SRSF7 knockdown promotes apoptosis of colon and lung cancer cells.

Abstract

Serine/arginine-rich (SR) proteins are a family of important splicing factors, which are involved in multiple aspects of RNA processing, including splicing, mRNA nuclear export, mRNA stability and translation. Previous studies have identified a number of SR proteins that exhibit abnormal expression in various tumor types. In the present study, the expression and function of serine/arginine-rich splicing factor 7 (SRSF7) were investigated in colon and lung cancer. Using tissue immunohistochemistry, it was observed that SRSF7 was overexpressed in colon and lung cancer tissues.
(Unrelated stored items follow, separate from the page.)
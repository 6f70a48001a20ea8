use crate::metadata::types::Ifd;
use image::{ColorType, ImageDecoder, ImageReader};
use std::path::Path;

#[derive(Debug, Clone, PartialEq)]
pub struct ImageProbe {
    pub width: u32,
    pub height: u32,
    pub ifd: Ifd,
}

/// Reads the header of a raster image. Pixel data is never decoded.
pub fn probe(path: &Path) -> Option<ImageProbe> {
    let reader = ImageReader::open(path).ok()?.with_guessed_format().ok()?;
    let format = reader.format();
    let mut decoder = reader.into_decoder().ok()?;

    let (width, height) = decoder.dimensions();
    let color_type = decoder.color_type();
    let channels = color_type.channel_count().max(1) as u16;
    let bit_depth = color_type.bits_per_pixel() / channels;
    let orientation = decoder
        .orientation()
        .ok()
        .map(orientation_label)
        .filter(|label| !label.is_empty());
    let exif_bytes = decoder.exif_metadata().ok().flatten().map(|raw| raw.len());

    Some(ImageProbe {
        width,
        height,
        ifd: Ifd {
            format: format.map(|fmt| format!("{fmt:?}")),
            color_model: color_type_label(color_type),
            bit_depth,
            orientation,
            exif_bytes,
        },
    })
}

fn color_type_label(color_type: ColorType) -> String {
    match color_type {
        ColorType::L8 | ColorType::L16 => "Grayscale".to_string(),
        ColorType::La8 | ColorType::La16 => "Grayscale + alpha".to_string(),
        ColorType::Rgb8 | ColorType::Rgb16 | ColorType::Rgb32F => "RGB".to_string(),
        ColorType::Rgba8 | ColorType::Rgba16 | ColorType::Rgba32F => "RGBA".to_string(),
        _ => format!("{color_type:?}"),
    }
}

fn orientation_label(orientation: image::metadata::Orientation) -> String {
    use image::metadata::Orientation;
    match orientation {
        Orientation::NoTransforms => String::new(),
        Orientation::Rotate90 => "Rotate 90".to_string(),
        Orientation::Rotate180 => "Rotate 180".to_string(),
        Orientation::Rotate270 => "Rotate 270".to_string(),
        Orientation::FlipHorizontal => "Flip horizontal".to_string(),
        Orientation::FlipVertical => "Flip vertical".to_string(),
        Orientation::Rotate90FlipH => "Rotate 90 + flip horizontal".to_string(),
        Orientation::Rotate270FlipH => "Rotate 270 + flip horizontal".to_string(),
    }
}

#[cfg(test)]
mod tests {
    use super::*;
    use std::env;
    use std::time::{Duration, SystemTime};

    fn uniq_path(label: &str, ext: &str) -> std::path::PathBuf {
        let ts = SystemTime::now()
            .duration_since(SystemTime::UNIX_EPOCH)
            .unwrap_or(Duration::from_secs(0))
            .as_nanos();
        env::temp_dir().join(format!("metabox-image-{label}-{ts}.{ext}"))
    }

    #[test]
    fn reads_png_header() {
        let path = uniq_path("png", "png");
        image::RgbImage::new(7, 3).save(&path).unwrap();

        let probe = probe(&path).unwrap();
        assert_eq!((probe.width, probe.height), (7, 3));
        assert_eq!(probe.ifd.color_model, "RGB");
        assert_eq!(probe.ifd.bit_depth, 8);
        assert_eq!(probe.ifd.format.as_deref(), Some("Png"));

        let _ = std::fs::remove_file(&path);
    }

    #[test]
    fn garbage_is_not_an_image() {
        let path = uniq_path("garbage", "png");
        std::fs::write(&path, b"definitely not a png").unwrap();
        assert!(probe(&path).is_none());
        let _ = std::fs::remove_file(&path);
    }
}
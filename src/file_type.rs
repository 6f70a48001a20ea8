use mime::{AUDIO, IMAGE, TEXT, VIDEO};
use mime_guess::MimeGuess;
use serde::Serialize;

use crate::entry::Entry;

/// Extensions of hosted-document stubs (the bytes live on a remote service).
pub const HOSTED_EXTENSIONS: &[&str] = &[
    "gdoc", "gsheet", "gslides", "gdraw", "gtable", "gform", "gmap", "gsite",
];

#[derive(Debug, Clone, Copy, PartialEq, Eq, Hash, Serialize)]
#[serde(rename_all = "lowercase")]
pub enum FileKind {
    Image,
    Video,
    Audio,
    Document,
    Archive,
    Hosted,
    Directory,
    Other,
}

impl FileKind {
    pub fn as_str(self) -> &'static str {
        match self {
            Self::Image => "image",
            Self::Video => "video",
            Self::Audio => "audio",
            Self::Document => "document",
            Self::Archive => "archive",
            Self::Hosted => "hosted",
            Self::Directory => "directory",
            Self::Other => "other",
        }
    }

    /// Kinds that carry dimensions or audio/video tags.
    pub fn is_media(self) -> bool {
        matches!(self, Self::Image | Self::Video | Self::Audio)
    }
}

pub trait TypeClassifier: Send + Sync {
    fn classify(&self, entry: &Entry) -> FileKind;
}

/// Classifies by extension tables first, then by the guessed MIME type.
#[derive(Debug, Default, Clone, Copy)]
pub struct ExtensionClassifier;

impl TypeClassifier for ExtensionClassifier {
    fn classify(&self, entry: &Entry) -> FileKind {
        if entry.is_directory() {
            return FileKind::Directory;
        }
        let ext = entry.extension();
        if let Some(kind) = kind_for_extension(&ext) {
            return kind;
        }
        match MimeGuess::from_path(entry.path()).first() {
            Some(guess) if guess.type_() == IMAGE => FileKind::Image,
            Some(guess) if guess.type_() == VIDEO => FileKind::Video,
            Some(guess) if guess.type_() == AUDIO => FileKind::Audio,
            Some(guess) if guess.type_() == TEXT => FileKind::Document,
            _ => FileKind::Other,
        }
    }
}

fn kind_for_extension(ext: &str) -> Option<FileKind> {
    if HOSTED_EXTENSIONS.contains(&ext) {
        return Some(FileKind::Hosted);
    }
    let kind = match ext {
        "png" | "jpg" | "jpeg" | "gif" | "bmp" | "webp" | "svg" | "tiff" | "tif" | "tga"
        | "ico" | "avif" => FileKind::Image,
        "mp4" | "mkv" | "webm" | "mov" | "avi" | "wmv" | "m4v" | "mpeg" | "mpg" | "3gp" => {
            FileKind::Video
        }
        "mp3" | "flac" | "wav" | "ogg" | "m4a" | "aac" | "opus" | "wma" => FileKind::Audio,
        "pdf" | "txt" | "md" | "doc" | "docx" | "odt" | "rtf" | "xls" | "xlsx" | "ods" | "ppt"
        | "pptx" | "odp" | "csv" => FileKind::Document,
        "zip" | "tar" | "gz" | "bz2" | "xz" | "zst" | "tgz" | "tbz2" | "txz" | "7z" | "rar" => {
            FileKind::Archive
        }
        _ => return None,
    };
    Some(kind)
}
As the role of SRSF7 in cancer remains to be fully elucidated, the expression of SRSF7 was knocked down in the present study by transfecting SRSF7-specific small interfering RNAs (siRNAs) into the HCT116 colon cancer cell line and A549 lung cancer cell line, which exhibited elevated expression of SRSF7. MTS assays, western blot analysis, flow cytometry and spectrofluorometer analyses were performed to assess the effects of SRSF7 knockdown on the proliferation and apoptosis of cells. The results demonstrated that the expression of SRSF7 was efficiently knocked down by SRSF7 siRNA, and that SRSF7 knockdown inhibited proliferation and enhanced apoptosis of HCT116 and A549 cells. Further experiments involving BEAS-2B cells stably overexpressing SRSF7, and A549 cells with stable knockdown of SRSF7 revealed that SRSF7 regulated the splicing of the apoptosis regulator Fas. Collectively, these data indicated that SRSF7 is critical for the survival of colon and lung cancer cells, and may be a potential therapeutic target for the treatment of colon and lung cancer.